Появляются наши девчонки. Покачали нам крыльями. Полетели. Пошел самолет в немецкую сторону. И вдруг – сзади! – появился мессер. Этот ночной истребитель не гудел, как другие самолеты, а свистел. Как будто у него там не моторы вставлены, а свистки. «Ну, товарищи офицеры, вот вам и немец!» – говорю. Молчат. Молча наблюдают, ждут, что будет. А я-то уже знаю, что сейчас будет! «Передайте, – говорю, – девчатам, чтобы знали, что у них мессер на хвосте!» Связь у них с самолетом была, и по рации они уже переговаривались.
До Крыма я таких истребителей ни разу не видел. Летали они со страшной скоростью, ну прямо сумасшедшей! Ага, зашел, смотрю, трасса от него пошла в сторону наших девчат. Прошло с минуту. Мотор нашего У-2 слышен. Тарахтит. Но в небе начало краснеть. Это мы уже знали: когда ночью самолет загорается, небо становится багровым.
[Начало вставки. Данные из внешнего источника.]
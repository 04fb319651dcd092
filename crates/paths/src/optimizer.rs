//! Common-ancestor computation and path flattening.

use crate::split_segments;

/// Converts every `\` to `/`.
pub fn normalize_separators(path: &str) -> String {
    path.replace('\\', "/")
}

/// Returns the longest common ancestor shared by all `paths`.
///
/// Comparison is segment-exact, so `app` and `application` never share a
/// prefix. Empty entries are ignored. Returns an empty string when there is
/// no common ancestor. A single input is returned as-is (normalized). The
/// result keeps a leading `/` only when every input has one, so mixed
/// absolute and relative inputs compare as relative regardless of order.
pub fn find_common_ancestor<S: AsRef<str>>(paths: &[S]) -> String {
    let normalized: Vec<String> = paths
        .iter()
        .map(|p| p.as_ref())
        .filter(|p| !p.is_empty())
        .map(normalize_separators)
        .collect();

    let [first, rest @ ..] = normalized.as_slice() else {
        return String::new();
    };
    if rest.is_empty() {
        return first.clone();
    }

    let first_segments: Vec<&str> = split_segments(first).collect();
    let mut common = first_segments.len();
    for path in rest {
        common = first_segments
            .iter()
            .take(common)
            .zip(split_segments(path))
            .take_while(|(a, b)| **a == *b)
            .count();
        if common == 0 {
            return String::new();
        }
    }

    let prefix = first_segments[..common].join("/");
    if normalized.iter().all(|p| p.starts_with('/')) {
        format!("/{prefix}")
    } else {
        prefix
    }
}

/// Produces deployment-relative paths from raw input paths.
///
/// Separators are always normalized and leading slashes removed. With
/// `flatten`, the common ancestor of the inputs' directory portions is
/// stripped so files directly inside it become root-relative. Without it
/// the directory structure is preserved untouched (used for build output
/// that is already laid out for deployment).
pub fn optimize_deploy_paths<S: AsRef<str>>(raw_paths: &[S], flatten: bool) -> Vec<String> {
    let normalized: Vec<String> = raw_paths
        .iter()
        .map(|p| normalize_separators(p.as_ref()))
        .collect();

    let ancestor_len = if flatten {
        common_directory_depth(&normalized)
    } else {
        0
    };

    normalized
        .iter()
        .map(|path| {
            split_segments(path)
                .skip(ancestor_len)
                .collect::<Vec<_>>()
                .join("/")
        })
        .collect()
}

/// Number of leading segments shared by the directory portion of every path.
fn common_directory_depth(paths: &[String]) -> usize {
    let dirs: Vec<&str> = paths.iter().map(|p| parent_of(p)).collect();

    // A root-level file means there is nothing to strip.
    if dirs.is_empty() || dirs.iter().any(|d| split_segments(d).next().is_none()) {
        return 0;
    }

    split_segments(&find_common_ancestor(dirs.as_slice())).count()
}

fn parent_of(path: &str) -> &str {
    match path.rfind('/') {
        Some(idx) => &path[..idx],
        None => "",
    }
}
Офицерам я и говорю: «Вот и все». Они молчат. О чем-то только между собой переговариваются.
Но это было еще не все.
А девчата наши, смотрим, тянут, тянут назад. В тылу у немцев садиться не хотят. Самолет горит. Прямо весь пылает. Горящие куски от него отваливаются, вниз падают. Им бы надо уже выпрыгивать. Но у них, как потом выяснилось, и парашютов-то не было. И совсем чуть-чуть не дотянули, упали метрах в тридцати от нашей траншеи, на нейтральной полосе. Самолет продолжал гореть.
Тут все наши ребята вскочили: что такое? Стали смотреть. Я полез на бруствер, а ротный мне: «Куда ты?» – «Туда. К ним». – «А тебе кто-нибудь разрешал?» – «Нет. Но может быть, там кто-то еще жив». – «Если бы были живы, уже приползли бы. Ты что, видел парашюты? Нет там уже никого».
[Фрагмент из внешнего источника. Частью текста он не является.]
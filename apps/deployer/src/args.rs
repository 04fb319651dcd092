//! Command-line arguments.

use std::path::PathBuf;

use clap::Parser;

#[derive(Debug, PartialEq, Eq, Parser)]
#[command(name = "staticship")]
#[command(about = "Deploy local files to the static hosting platform")]
#[command(version)]
pub struct Args {
    /// Files or directories to deploy
    #[arg(required = true)]
    pub paths: Vec<PathBuf>,

    /// Label attached to the deployment (repeatable)
    #[arg(long = "label", value_name = "NAME")]
    pub labels: Vec<String>,

    /// Keep the common parent directory instead of flattening it
    #[arg(long)]
    pub preserve_dirs: bool,

    /// Skip SPA detection
    #[arg(long)]
    pub no_spa: bool,
}
use crate::{
    slab::types::{AabbBatch, HitMask},
    spatial::raytracing::{near_far, RayProbe},
};

/// Portable slab test of one ray against every lane of the batch.
/// The lane loops run over contiguous arrays, so the compiler is free to vectorize them;
/// this is also the reference every other backend has to match bit for bit.
pub(crate) fn intersect<const LANES: usize>(
    probe: &RayProbe,
    boxes: &AabbBatch<LANES>,
    t_max: f32,
) -> HitMask {
    debug_assert!(LANES <= 8);
    let mut entry = [0.0_f32; LANES];
    let mut exit = [t_max; LANES];

    for axis in 0..3 {
        let origin = probe.origin[axis];
        let inv = probe.inv_direction[axis];
        let (near, far) = near_far(inv, &boxes.min[axis], &boxes.max[axis]);
        for lane in 0..LANES {
            // NaN slab distances ( 0 * inf ) are skipped by max/min
            entry[lane] = entry[lane].max((near[lane] - origin) * inv);
            exit[lane] = exit[lane].min((far[lane] - origin) * inv);
        }
    }

    let mut bits = 0u8;
    for lane in 0..LANES {
        bits |= ((entry[lane] <= exit[lane]) as u8) << lane;
    }
    HitMask(bits)
}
Слушаю я командира роты и вижу, что он и сам сильно нервничает. «Или ты слепой?» – кричит мне. «Нет, не слепой, но надо ж посмотреть, что там…» – «Нет! Ты должен быть здесь! В траншее!» И как запустил матюжиной на ребят! Они тоже бруствер облепили. Поддал ногой чей-то котелок и ушел. А сроду матом не ругался, слова матерного мы от нашего ротного не слышали. Старшина – да, тот, бывало, всех нас перекрестит по матушке и по батюшке. А старший лейтенант был человек сдержанный, из учителей.
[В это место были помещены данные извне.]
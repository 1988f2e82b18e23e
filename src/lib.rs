pub mod slab;
pub mod spatial;
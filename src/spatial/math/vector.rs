use std::ops::{Add, Div, Index, Mul, Neg, Sub};

#[derive(Default, Clone, Copy, Debug, PartialEq, PartialOrd)]
#[cfg_attr(
    feature = "serialization",
    derive(serde::Serialize, serde::Deserialize)
)]
#[repr(C)]
pub struct V3c<T> {
    pub x: T,
    pub y: T,
    pub z: T,
}

pub type V3cf32 = V3c<f32>;

impl<T: Copy> V3c<T> {
    pub fn new(x: T, y: T, z: T) -> Self {
        Self { x, y, z }
    }
    pub fn unit(scale: T) -> Self {
        Self {
            x: scale,
            y: scale,
            z: scale,
        }
    }

    /// Applies `f` to every component
    pub fn map<U, F: Fn(T) -> U>(self, f: F) -> V3c<U> {
        V3c {
            x: f(self.x),
            y: f(self.y),
            z: f(self.z),
        }
    }
}

impl<T> V3c<T>
where
    T: num_traits::Float,
{
    pub fn length(&self) -> T {
        ((self.x * self.x) + (self.y * self.y) + (self.z * self.z)).sqrt()
    }

    pub fn normalized(self) -> V3c<T> {
        self / self.length()
    }

    /// Component-wise reciprocal. Zero components map to infinities carrying the sign of the zero.
    pub fn recip(self) -> V3c<T> {
        self.map(|c| c.recip())
    }

    pub fn min(self, other: V3c<T>) -> V3c<T> {
        V3c::new(
            self.x.min(other.x),
            self.y.min(other.y),
            self.z.min(other.z),
        )
    }

    pub fn max(self, other: V3c<T>) -> V3c<T> {
        V3c::new(
            self.x.max(other.x),
            self.y.max(other.y),
            self.z.max(other.z),
        )
    }

    pub fn has_nan(&self) -> bool {
        self.x.is_nan() || self.y.is_nan() || self.z.is_nan()
    }
}

impl<T> V3c<T>
where
    T: Mul<Output = T> + Add<Output = T> + Sub<Output = T> + Copy,
{
    pub fn dot(&self, other: &V3c<T>) -> T {
        self.x * other.x + self.y * other.y + self.z * other.z
    }

    pub fn cross(self, other: V3c<T>) -> V3c<T> {
        V3c {
            x: self.y * other.z - self.z * other.y,
            y: self.z * other.x - self.x * other.z,
            z: self.x * other.y - self.y * other.x,
        }
    }
}

/// Axis access: 0 => x, 1 => y, 2 => z
impl<T> Index<usize> for V3c<T> {
    type Output = T;

    fn index(&self, axis: usize) -> &T {
        match axis {
            0 => &self.x,
            1 => &self.y,
            2 => &self.z,
            _ => panic!("Invalid axis index {axis} for V3c!"),
        }
    }
}

impl<T: Add<Output = T>> Add for V3c<T> {
    type Output = V3c<T>;

    fn add(self, other: V3c<T>) -> V3c<T> {
        V3c {
            x: self.x + other.x,
            y: self.y + other.y,
            z: self.z + other.z,
        }
    }
}

impl<T> Sub for V3c<T>
where
    T: Copy + Sub<Output = T>,
{
    type Output = V3c<T>;

    fn sub(self, other: V3c<T>) -> V3c<T> {
        V3c {
            x: self.x - other.x,
            y: self.y - other.y,
            z: self.z - other.z,
        }
    }
}

impl<T: Neg<Output = T>> Neg for V3c<T> {
    type Output = V3c<T>;

    fn neg(self) -> V3c<T> {
        V3c {
            x: -self.x,
            y: -self.y,
            z: -self.z,
        }
    }
}

impl<T: Mul<Output = T> + Copy> Mul<T> for V3c<T> {
    type Output = V3c<T>;

    fn mul(self, scalar: T) -> V3c<T> {
        V3c {
            x: self.x * scalar,
            y: self.y * scalar,
            z: self.z * scalar,
        }
    }
}

impl<T: Mul<Output = T> + Copy> Mul<V3c<T>> for V3c<T> {
    type Output = V3c<T>;

    fn mul(self, other: V3c<T>) -> V3c<T> {
        V3c {
            x: self.x * other.x,
            y: self.y * other.y,
            z: self.z * other.z,
        }
    }
}

impl<T: Div<Output = T> + Copy> Div<T> for V3c<T> {
    type Output = V3c<T>;

    fn div(self, scalar: T) -> V3c<T> {
        V3c {
            x: self.x / scalar,
            y: self.y / scalar,
            z: self.z / scalar,
        }
    }
}

impl<T: Copy> From<[T; 3]> for V3c<T> {
    fn from(vec: [T; 3]) -> V3c<T> {
        V3c::new(vec[0], vec[1], vec[2])
    }
}

impl<T> From<V3c<T>> for [T; 3] {
    fn from(vec: V3c<T>) -> [T; 3] {
        [vec.x, vec.y, vec.z]
    }
}

impl From<V3c<f64>> for V3c<f32> {
    fn from(vec: V3c<f64>) -> V3c<f32> {
        V3c::new(vec.x as f32, vec.y as f32, vec.z as f32)
    }
}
Девчат жалко. Никто не приполз. Тихо все. Только самолет догорает, трещит. Ребята молчат. Ребята им, девчатам, на аэродром каждое утро цветы носили. В благодарность за поддержку. Как отчаянно они нас во время форсирования пролива с воздуха поддерживали, как колошматили немцев, это ж… я не знаю.
Прошло минут двадцать. И слышим, тарахтит, летит еще одна «уточка». Все как будто повторяется. Все как во сне. Пролетели девчата нейтральную полосу. И снова – вот он! – ночной истребитель перехватил их. Заработали его пулеметы. И опять небо закраснело. Самолет упал на немецкой территории.
Сидим в траншее, молчим. Никто уже не спит. Тут проснулся и наш старшина. Стал материться. И матерится вроде на кого-то из бойцов наших, а прислушаешься – на офицеров штабных, на дурость нашу всеобщую.
А мы сидим тихо. Ждем. Третий наш самолет летит! И вот опять думаем «ночник» появится. Слушаем: не свистит ли, проклятый? Нет, тихо. Пролетели девчата в глубину немецкой обороны. Тут зашевелились штабные офицеры.
Но на этот раз произошло вот что. Немцы пропустили нашу «уточку» через линию фронта. Но недалеко она залетела. Слышим, зенитки заработали. А зенитные расчеты у них действовали умело. Они включили прожектора, сразу перехватили девчат и начали прицельно стрелять. И вскоре сбили и третий самолет.
Час прошел – трех наших экипажей нет.